> Task prompt
Up to and including the line with "use tower::util::ServiceExt;", output the records exactly as they appear.

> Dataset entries
Start of Block

/// API integration tests
/// Tests complete HTTP request/response cycles against the scripted backend
mod common;

use std::{sync::Arc, time::Duration};

use axum::{
    body::Body,
    http::{header, Request, StatusCode},
};
use common::{spawn_app, wait_for, ScriptedBackend, URL_B, URL_C};
use pitlane::{api::create_router, state::AppState};
use serde_json::{json, Value};
use tower::util::ServiceExt;

async fn send(state: &Arc<AppState>, request: Request<Body>) -> (StatusCode, Value) {
    let response = create_router(Arc::clone(state)).oneshot(request).await.unwrap();
    let status = response.status();
    let body_bytes = axum::body::to_bytes(response.into_body(), usize::MAX)
        .await
        .unwrap();
    let body = if body_bytes.is_empty() {
        Value::Null
    } else {
        serde_json::from_slice(&body_bytes).unwrap_or(Value::Null)
    };
    (status, body)
}

fn get(uri: &str) -> Request<Body> {
    Request::builder().uri(uri).body(Body::empty()).unwrap()
}

fn post(uri: &str) -> Request<Body> {
    Request::builder()
        .method("POST")
        .uri(uri)
        .body(Body::empty())
        .unwrap()
}

fn post_json(uri: &str, body: Value) -> Request<Body> {
    Request::builder()
        .method("POST")
        .uri(uri)
        .header(header::CONTENT_TYPE, "application/json")
        .body(Body::from(body.to_string()))
        .unwrap()
}

#[tokio::test]
async fn health_reports_version() {
    let state = spawn_app(&ScriptedBackend::new());
    let (status, body) = send(&state, get("/health")).await;

    assert_eq!(status, StatusCode::OK);
    assert_eq!(body["status"], "ok");
    assert_eq!(body["version"], env!("CARGO_PKG_VERSION"));
}

#[tokio::test]
async fn open_panel_from_home() {
    let state = spawn_app(&ScriptedBackend::new());
    let (status, body) = send(&state, post("/panel/garage/open")).await;

    assert_eq!(status, StatusCode::OK);
    assert_eq!(body["status"], "ok");
    assert_eq!(body["snapshot"]["panel"]["active"], "garage");
    assert_eq!(body["snapshot"]["panel"]["closing"], false);
    assert_eq!(body["snapshot"]["panel"]["chrome"]["player_controls_visible"], false);
    assert_eq!(body["snapshot"]["panel"]["chrome"]["backdrop_visible"], true);
}

#[tokio::test]
async fn open_same_panel_is_unchanged() {
    let state = spawn_app(&ScriptedBackend::new());
    send(&state, post("/panel/rules/open")).await;
    let (status, body) = send(&state, post("/panel/Rules/open")).await;

    assert_eq!(status, StatusCode::OK);
    assert_eq!(body["status"], "unchanged");
    assert_eq!(body["snapshot"]["panel"]["chrome"]["navbar_dimmed"], true);
}

#[tokio::test]
async fn unknown_panel_is_not_found() {
    let state = spawn_app(&ScriptedBackend::new());
    let (status, _) = send(&state, post("/panel/pitstop/open")).await;
    assert_eq!(status, StatusCode::NOT_FOUND);
}

#[tokio::test(start_paused = true)]
async fn switching_panels_over_http() {
    let state = spawn_app(&ScriptedBackend::new());
    send(&state, post("/panel/garage/open")).await;

    let (_, body) = send(&state, post("/panel/tune/open")).await;
    assert_eq!(body["snapshot"]["panel"]["active"], "garage");
    assert_eq!(body["snapshot"]["panel"]["closing"], true);

    tokio::time::sleep(Duration::from_millis(301)).await;
    let (status, body) = send(&state, get("/panel")).await;
    assert_eq!(status, StatusCode::OK);
    assert_eq!(body["active"], "tune");
    assert_eq!(body["closing"], false);
}

#[tokio::test(start_paused = true)]
async fn status_reflects_what_the_router_did() {
    let state = spawn_app(&ScriptedBackend::new());
    send(&state, post("/panel/garage/open")).await;

    let (_, body) = send(&state, post("/panel/tune/open")).await;
    assert_eq!(body["status"], "ok");

    let (_, body) = send(&state, post("/panel/tune/open")).await;
    assert_eq!(body["status"], "unchanged");
    assert_eq!(body["snapshot"]["panel"]["closing"], true);

    let (_, body) = send(&state, post("/panel/garage/open")).await;
    assert_eq!(body["status"], "ok");
    assert_eq!(body["snapshot"]["panel"]["closing"], false);

    let (_, body) = send(&state, post("/panel/close")).await;
    assert_eq!(body["status"], "ok");
    let (_, body) = send(&state, post("/panel/close")).await;
    assert_eq!(body["status"], "unchanged");
    assert_eq!(state.get_last_action().0.as_deref(), Some("close panel"));
}

#[tokio::test]
async fn close_from_home_is_unchanged() {
    let state = spawn_app(&ScriptedBackend::new());
    let (status, body) = send(&state, post("/panel/close")).await;

    assert_eq!(status, StatusCode::OK);
    assert_eq!(body["status"], "unchanged");
    assert_eq!(body["snapshot"]["panel"]["active"], "none");
}

#[tokio::test]
async fn lists_stations_in_order() {
    let state = spawn_app(&ScriptedBackend::new());
    let (status, body) = send(&state, get("/stations")).await;

    assert_eq!(status, StatusCode::OK);
    let names: Vec<&str> = body
        .as_array()
        .unwrap()
        .iter()
        .map(|s| s["name"].as_str().unwrap())
        .collect();
    assert_eq!(names, vec!["A", "B", "C"]);
}

#[tokio::test]
async fn select_station_by_url_and_index() {
    let state = spawn_app(&ScriptedBackend::new());

    let (status, body) = send(&state, post_json("/player/select", json!({ "url": URL_C }))).await;
    assert_eq!(status, StatusCode::OK);
    assert_eq!(body["snapshot"]["player"]["index"], 2);
    assert_eq!(body["snapshot"]["player"]["loading"], true);

    let (_, body) = send(&state, post_json("/player/select", json!({ "index": 1 }))).await;
    assert_eq!(body["snapshot"]["player"]["station"]["url"], URL_B);

    let (_, body) = send(&state, post_json("/player/select", json!({ "index": 1 }))).await;
    assert_eq!(body["status"], "unchanged");
}

#[tokio::test]
async fn unknown_station_is_not_found() {
    let state = spawn_app(&ScriptedBackend::new());
    let (status, _) = send(
        &state,
        post_json("/player/select", json!({ "url": "https://nowhere.example/x" })),
    )
    .await;
    assert_eq!(status, StatusCode::NOT_FOUND);

    let (status, _) = send(&state, post_json("/player/select", json!({ "index": 9 }))).await;
    assert_eq!(status, StatusCode::NOT_FOUND);
}

#[tokio::test]
async fn next_and_previous_wrap() {
    let state = spawn_app(&ScriptedBackend::new());

    let (_, body) = send(&state, post("/player/previous")).await;
    assert_eq!(body["snapshot"]["player"]["station"]["name"], "C");

    let (_, body) = send(&state, post("/player/next")).await;
    assert_eq!(body["snapshot"]["player"]["station"]["name"], "A");
}

#[tokio::test]
async fn toggle_starts_playback() {
    let backend = ScriptedBackend::new();
    let state = spawn_app(&backend);

    let (status, body) = send(&state, post("/player/toggle")).await;
    assert_eq!(status, StatusCode::OK);
    assert_eq!(body["snapshot"]["player"]["loading"], true);

    wait_for(&state.player, |s| s.playing).await;
    let (_, body) = send(&state, get("/player")).await;
    assert_eq!(body["playing"], true);
    assert_eq!(body["loading"], false);
    assert_eq!(body["error"], Value::Null);
}

#[tokio::test]
async fn failed_stream_shows_fixed_error() {
    let backend = ScriptedBackend::new();
    backend.fail(common::URL_A);
    let state = spawn_app(&backend);

    send(&state, post("/player/toggle")).await;
    wait_for(&state.player, |s| s.error.is_some()).await;

    let (_, body) = send(&state, get("/player")).await;
    assert_eq!(body["playing"], false);
    assert_eq!(body["error"], "Can't play stream");
}

#[tokio::test]
async fn volume_is_clamped_over_http() {
    let state = spawn_app(&ScriptedBackend::new());

    let (status, body) = send(&state, post_json("/player/volume", json!({ "volume": 2.0 }))).await;
    assert_eq!(status, StatusCode::OK);
    assert_eq!(body["snapshot"]["player"]["volume"].as_f64(), Some(1.0));

    let (_, body) = send(&state, post_json("/player/volume", json!({ "volume": -1.0 }))).await;
    assert_eq!(body["snapshot"]["player"]["volume"].as_f64(), Some(0.0));
    assert_eq!(body["snapshot"]["player"]["muted"], true);
}

#[tokio::test]
async fn mute_toggles_back() {
    let state = spawn_app(&ScriptedBackend::new());

    let (_, body) = send(&state, post("/player/mute")).await;
    assert_eq!(body["message"], "Muted");
    assert_eq!(body["snapshot"]["player"]["volume"].as_f64(), Some(0.0));

    let (_, body) = send(&state, post("/player/mute")).await;
    assert_eq!(body["message"], "Unmuted");
    assert!((body["snapshot"]["player"]["volume"].as_f64().unwrap() - 0.6).abs() < 1e-6);
}

#[tokio::test]
async fn boost_sales_readout() {
    let state = spawn_app(&ScriptedBackend::new());
    let (status, body) = send(&state, get("/readouts/boost-sales?sold=12000&total=20000")).await;

    assert_eq!(status, StatusCode::OK);
    assert_eq!(body["rounded"], 60);
    assert_eq!(body["percent"].as_f64(), Some(60.0));
}

#[tokio::test]
async fn speed_readout_uses_site_defaults() {
    let state = spawn_app(&ScriptedBackend::new());
    let (status, body) = send(&state, get("/readouts/speed?value=100")).await;

    assert_eq!(status, StatusCode::OK);
    assert_eq!(body["needle_deg"].as_f64(), Some(270.0));
    assert_eq!(body["units"], "MP/H");
    assert_eq!(body["display"], "100");
}

#[tokio::test]
async fn status_tracks_last_action() {
    let state = spawn_app(&ScriptedBackend::new());
    send(&state, post("/panel/leaderboard/open")).await;

    let (status, body) = send(&state, get("/status")).await;
    assert_eq!(status, StatusCode::OK);
    assert_eq!(body["last_action"], "open leaderboard");
    assert_eq!(body["panel"]["active"], "leaderboard");
    assert_eq!(body["player"]["station"]["name"], "A");
    assert_eq!(body["host"], "127.0.0.1");
}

End of Block

> Reply to the task
/// API integration tests
/// Tests complete HTTP request/response cycles against the scripted backend
mod common;

use std::{sync::Arc, time::Duration};

use axum::{
    body::Body,
    http::{header, Request, StatusCode},
};
use common::{spawn_app, wait_for, ScriptedBackend, URL_B, URL_C};
use pitlane::{api::create_router, state::AppState};
use serde_json::{json, Value};
use tower::util::ServiceExt;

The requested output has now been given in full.